== What to do ==
Repeat the stretch of entries below from the line with "out.extend_from_slice(&2u32.to_le_bytes());" through the line with "out.extend_from_slice(&bin);". Include both ends and add nothing.

== Data for processing ==

Start of Block

#[cfg(test)]
pub(crate) mod tests {
    use super::*;

    const COMPONENT_U16: u32 = 5123;
    const COMPONENT_F32: u32 = 5126;

    /// One triangle in a separate `.bin`, placed by a translated node.
    pub(crate) fn triangle_package(bin_uri: &str) -> (String, Vec<u8>) {
        let mut bin = Vec::new();
        for value in [0.0f32, 0.0, 0.0, 1.0, 0.0, 0.0, 0.0, 1.0, 0.0] {
            bin.extend_from_slice(&value.to_le_bytes());
        }
        for index in [0u16, 1, 2] {
            bin.extend_from_slice(&index.to_le_bytes());
        }
        let json = serde_json::json!({
            "asset": { "version": "2.0" },
            "scene": 0,
            "scenes": [{ "nodes": [0] }],
            "nodes": [{ "name": "tri", "mesh": 0, "translation": [0.0, 2.0, 0.0] }],
            "meshes": [{ "primitives": [{ "attributes": { "POSITION": 0 }, "indices": 1 }] }],
            "accessors": [
                {
                    "bufferView": 0, "componentType": COMPONENT_F32, "count": 3, "type": "VEC3",
                    "min": [0.0, 0.0, 0.0], "max": [1.0, 1.0, 0.0]
                },
                { "bufferView": 1, "componentType": COMPONENT_U16, "count": 3, "type": "SCALAR" }
            ],
            "bufferViews": [
                { "buffer": 0, "byteOffset": 0, "byteLength": 36 },
                { "buffer": 0, "byteOffset": 36, "byteLength": 6 }
            ],
            "buffers": [{ "uri": bin_uri, "byteLength": bin.len() }]
        });
        (json.to_string(), bin)
    }

    /// [`triangle_package`] with the index view moved to `byte_offset`.
    pub(crate) fn shifted_index_view(bin_uri: &str, byte_offset: u64) -> (String, Vec<u8>) {
        let (json, bin) = triangle_package(bin_uri);
        let mut value: serde_json::Value = serde_json::from_str(&json).unwrap();
        value["bufferViews"][1]["byteOffset"] = serde_json::json!(byte_offset);
        (value.to_string(), bin)
    }

    fn glb(json: &str, bin: &[u8]) -> Vec<u8> {
        let mut json = json.as_bytes().to_vec();
        while json.len() % 4 != 0 {
            json.push(b' ');
        }
        let mut bin = bin.to_vec();
        while bin.len() % 4 != 0 {
            bin.push(0);
        }
        let total = 12 + 8 + json.len() + 8 + bin.len();
        let mut out = Vec::new();
        out.extend_from_slice(b"glTF");
        out.extend_from_slice(&2u32.to_le_bytes());
        out.extend_from_slice(&(total as u32).to_le_bytes());
        out.extend_from_slice(&(json.len() as u32).to_le_bytes());
        out.extend_from_slice(b"JSON");
        out.extend_from_slice(&json);
        out.extend_from_slice(&(bin.len() as u32).to_le_bytes());
        out.extend_from_slice(b"BIN\0");
        out.extend_from_slice(&bin);
        out
    }

    fn only_mesh(root: &Subtree) -> &Mesh {
        root.children[0].kind.mesh().expect("node carries the triangle")
    }

    #[test]
    fn resolves_companion_buffer_through_store() {
        let store = ResourceStore::new();
        let fetcher = Fetcher::new(store.clone());
        let (json, bin) = triangle_package("scene.bin");
        let handle = store.register(bin);
        let mut resolver = UriResolver::new();
        resolver.insert("scene.bin", handle.address());

        let root = parse(json.as_bytes(), &resolver, &fetcher).unwrap();
        assert_eq!(root.children[0].name, "tri");
        assert_eq!(root.children[0].transform.position, Vec3::new(0.0, 2.0, 0.0));
        let mesh = only_mesh(&root);
        assert_eq!(mesh.indices, vec![0, 1, 2]);
        assert_eq!(mesh.positions[1], Vec3::X);
    }

    #[test]
    fn unresolved_companion_is_a_fetch_error() {
        let fetcher = Fetcher::default();
        let (json, _) = triangle_package("missing-dir/scene.bin");
        let err = parse(json.as_bytes(), &UriResolver::new(), &fetcher).unwrap_err();
        assert!(matches!(err, GltfError::Fetch { ref uri, .. } if uri == "missing-dir/scene.bin"));
    }

    #[test]
    fn embedded_data_uri_buffer() {
        let (_, bin) = triangle_package("unused");
        let uri = format!(
            "data:application/octet-stream;base64,{}",
            base64::engine::general_purpose::STANDARD.encode(&bin)
        );
        let (json, _) = triangle_package(&uri);
        let root = parse(json.as_bytes(), &UriResolver::new(), &Fetcher::default()).unwrap();
        assert_eq!(only_mesh(&root).triangle_count(), 1);
    }

    #[test]
    fn binary_container_uses_bin_chunk() {
        let (json, bin) = triangle_package("unused");
        let mut value: serde_json::Value = serde_json::from_str(&json).unwrap();
        value["buffers"][0]
            .as_object_mut()
            .unwrap()
            .remove("uri");
        let bytes = glb(&value.to_string(), &bin);
        let root = parse(&bytes, &UriResolver::new(), &Fetcher::default()).unwrap();
        assert_eq!(only_mesh(&root).positions.len(), 3);
    }

    #[test]
    fn overflowing_view_offset_is_rejected() {
        let (json, bin) = shifted_index_view("data.bin", u64::MAX);
        let store = ResourceStore::new();
        let handle = store.register(bin);
        let mut resolver = UriResolver::new();
        resolver.insert("data.bin", handle.address());

        let err = parse(json.as_bytes(), &resolver, &Fetcher::new(store.clone())).unwrap_err();
        assert!(!matches!(err, GltfError::Panicked(_)), "{err}");
    }

    #[test]
    fn view_past_buffer_end_is_rejected() {
        let (json, bin) = shifted_index_view("data.bin", 40);
        let store = ResourceStore::new();
        let handle = store.register(bin);
        let mut resolver = UriResolver::new();
        resolver.insert("data.bin", handle.address());

        let err = parse(json.as_bytes(), &resolver, &Fetcher::new(store.clone())).unwrap_err();
        assert!(matches!(err, GltfError::MissingIndex { index: 1, .. }), "{err}");
    }

    #[test]
    fn document_without_scenes_is_reported() {
        let json = r#"{ "asset": { "version": "2.0" }, "nodes": [] }"#;
        let err = parse(json.as_bytes(), &UriResolver::new(), &Fetcher::default()).unwrap_err();
        assert!(matches!(err, GltfError::NoScene));
    }

    #[test]
    fn garbage_is_a_document_error() {
        let err = parse(b"not a model", &UriResolver::new(), &Fetcher::default()).unwrap_err();
        assert!(matches!(err, GltfError::Document(_)));
    }

    #[test]
    fn node_cycles_are_rejected() {
        let json = r#"{
            "asset": { "version": "2.0" },
            "scenes": [{ "nodes": [0] }],
            "nodes": [{ "children": [1] }, { "children": [2] }, { "children": [1] }]
        }"#;
        let err = parse(json.as_bytes(), &UriResolver::new(), &Fetcher::default()).unwrap_err();
        assert!(matches!(err, GltfError::NodeCycle(1)));
    }

    #[test]
    fn matrix_nodes_decompose() {
        let json = r#"{
            "asset": { "version": "2.0" },
            "scenes": [{ "nodes": [0] }],
            "nodes": [{ "matrix": [2,0,0,0, 0,2,0,0, 0,0,2,0, 1,2,3,1] }]
        }"#;
        let root = parse(json.as_bytes(), &UriResolver::new(), &Fetcher::default()).unwrap();
        let transform = root.children[0].transform;
        assert!((transform.position - Vec3::new(1.0, 2.0, 3.0)).length() < 1e-5);
        assert!((transform.scale - Vec3::splat(2.0)).length() < 1e-5);
    }

    #[test]
    fn camera_nodes_are_kept_as_cameras() {
        let json = r#"{
            "asset": { "version": "2.0" },
            "scenes": [{ "nodes": [0] }],
            "cameras": [{ "type": "perspective", "perspective": { "yfov": 1.0, "znear": 0.1 } }],
            "nodes": [{ "name": "shot", "camera": 0 }]
        }"#;
        let root = parse(json.as_bytes(), &UriResolver::new(), &Fetcher::default()).unwrap();
        assert!(matches!(root.children[0].kind, NodeKind::Camera));
    }

    #[test]
    fn percent_encoded_data_uri() {
        assert_eq!(decode_data_uri(",a%20b").unwrap(), b"a b");
        assert!(matches!(decode_data_uri("no-comma"), Err(FetchError::DataUri)));
    }
}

End of Block

== Task response ==
        out.extend_from_slice(&2u32.to_le_bytes());
        out.extend_from_slice(&(total as u32).to_le_bytes());
        out.extend_from_slice(&(json.len() as u32).to_le_bytes());
        out.extend_from_slice(b"JSON");
        out.extend_from_slice(&json);
        out.extend_from_slice(&(bin.len() as u32).to_le_bytes());
        out.extend_from_slice(b"BIN\0");
        out.extend_from_slice(&bin);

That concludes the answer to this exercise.